Saoirse Ronan, com seu olhar doce e feições delicadas, consegue convencer isoladamente nos momentos de imponência e de vitimização, embora a dicotomia entre arrogância e ingenuidade da persona da Mary nunca seja desenvolvida à altura da interpretação. Margot Robbie, por outro lado, é curiosamente esquecida ao longo da projeção , ainda que sua personagem seja de grande importância para o desenrolar dos acontecimentos; sua presença, ao menos, ganha mais significado no momento em que as duas personagens se encontram na que é, de longe, a melhor sequência do filme.
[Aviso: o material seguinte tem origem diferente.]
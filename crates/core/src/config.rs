use scrollgate_protocol::Threshold;
use serde::{Deserialize, Serialize};

use crate::error::ConfigError;

/// Default number of journal entries kept before the oldest are dropped.
pub const DEFAULT_JOURNAL_CAPACITY: usize = 256;

/// Page-level settings for the scroll lock.
///
/// Every field has a default, so `{}` is a valid configuration.
#[derive(Debug, Clone, PartialEq, Serialize, Deserialize)]
#[serde(default, deny_unknown_fields)]
pub struct ScrollLockConfig {
    /// Visible-area fraction at which a section counts as in view.
    pub threshold: f64,
    /// Registry journal capacity. `0` disables the journal.
    pub journal_capacity: usize,
    pub suppression: SuppressionStyle,
}

/// The style declaration a DOM host toggles on the page body.
#[derive(Debug, Clone, PartialEq, Eq, Serialize, Deserialize)]
#[serde(default, deny_unknown_fields)]
pub struct SuppressionStyle {
    pub property: String,
    pub value: String,
}

impl Default for SuppressionStyle {
    fn default() -> Self {
        Self {
            property: "overflow".to_string(),
            value: "hidden".to_string(),
        }
    }
}

impl Default for ScrollLockConfig {
    fn default() -> Self {
        Self {
            threshold: Threshold::HALF.fraction(),
            journal_capacity: DEFAULT_JOURNAL_CAPACITY,
            suppression: SuppressionStyle::default(),
        }
    }
}

impl ScrollLockConfig {
    /// Parse and validate a JSON configuration.
    pub fn from_json(data: &[u8]) -> Result<Self, ConfigError> {
        let config: ScrollLockConfig = serde_json::from_slice(data)?;
        config.validate()?;
        Ok(config)
    }

    pub fn validate(&self) -> Result<(), ConfigError> {
        self.try_threshold()?;
        if self.suppression.property.trim().is_empty() {
            return Err(ConfigError::EmptySuppressionProperty);
        }
        Ok(())
    }

    /// The validated threshold, or the default one if the field was
    /// corrupted after validation.
    pub fn threshold(&self) -> Threshold {
        self.try_threshold().unwrap_or_default()
    }

    fn try_threshold(&self) -> Result<Threshold, ConfigError> {
        Threshold::new(self.threshold).ok_or(ConfigError::InvalidThreshold(self.threshold))
    }
}

#[cfg(test)]
mod tests {
    use super::*;

    #[test]
    fn empty_object_uses_defaults() {
        let config = ScrollLockConfig::from_json(b"{}").expect("empty object is valid");
        assert_eq!(config, ScrollLockConfig::default());
        assert_eq!(config.threshold(), Threshold::HALF);
        assert_eq!(config.suppression.property, "overflow");
        assert_eq!(config.suppression.value, "hidden");
    }

    #[test]
    fn partial_override() {
        let config = ScrollLockConfig::from_json(br#"{"threshold":0.8,"journal_capacity":4}"#)
            .expect("partial config is valid");
        assert!((config.threshold - 0.8).abs() < f64::EPSILON);
        assert_eq!(config.journal_capacity, 4);
        assert_eq!(config.suppression, SuppressionStyle::default());
    }

    #[test]
    fn rejects_bad_threshold() {
        let err = ScrollLockConfig::from_json(br#"{"threshold":1.5}"#);
        assert!(matches!(err, Err(ConfigError::InvalidThreshold(t)) if t > 1.0));
        let err = ScrollLockConfig::from_json(br#"{"threshold":0}"#);
        assert!(matches!(err, Err(ConfigError::InvalidThreshold(_))));
    }

    #[test]
    fn rejects_unknown_fields_and_bad_json() {
        assert!(matches!(
            ScrollLockConfig::from_json(br#"{"treshold":0.5}"#),
            Err(ConfigError::Json(_))
        ));
        assert!(matches!(
            ScrollLockConfig::from_json(b"not json"),
            Err(ConfigError::Json(_))
        ));
    }

    #[test]
    fn rejects_empty_property() {
        let err = ScrollLockConfig::from_json(br#"{"suppression":{"property":"  "}}"#);
        assert!(matches!(err, Err(ConfigError::EmptySuppressionProperty)));
    }
}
É uma pena que essas atrizes carismáticas e essa produção pomposa estejam a serviço de um roteiro sem pé nem cabeça, ou melhor, “apenas” com pé e cabeça, pois todo o corpo é desconjuntado e frequentemente confuso; a montagem (péssima) picota cenas de sexo em planos tão parecidos que dá até impressão de que a projeção foi acelerada de repente, além de perder constantemente de vista quanto tempo se passou de um momento para outro. Algumas cenas chegam a recomeçar e/ou se repetir, como se fosse o compilado de uma minissérie – fruto, provavelmente, da experiência de Beau Willimon como roteirista de TV, com House of Cards. A dificuldade de compreender a relação de causa e consequência nas tramoias políticas de Duas Rainhas não tem nada a ver com o fator histórico porque, ainda que ele fosse uma grande brincadeira, não haveria figurino bonito que consertasse sua bagunçada estrutura narrativa.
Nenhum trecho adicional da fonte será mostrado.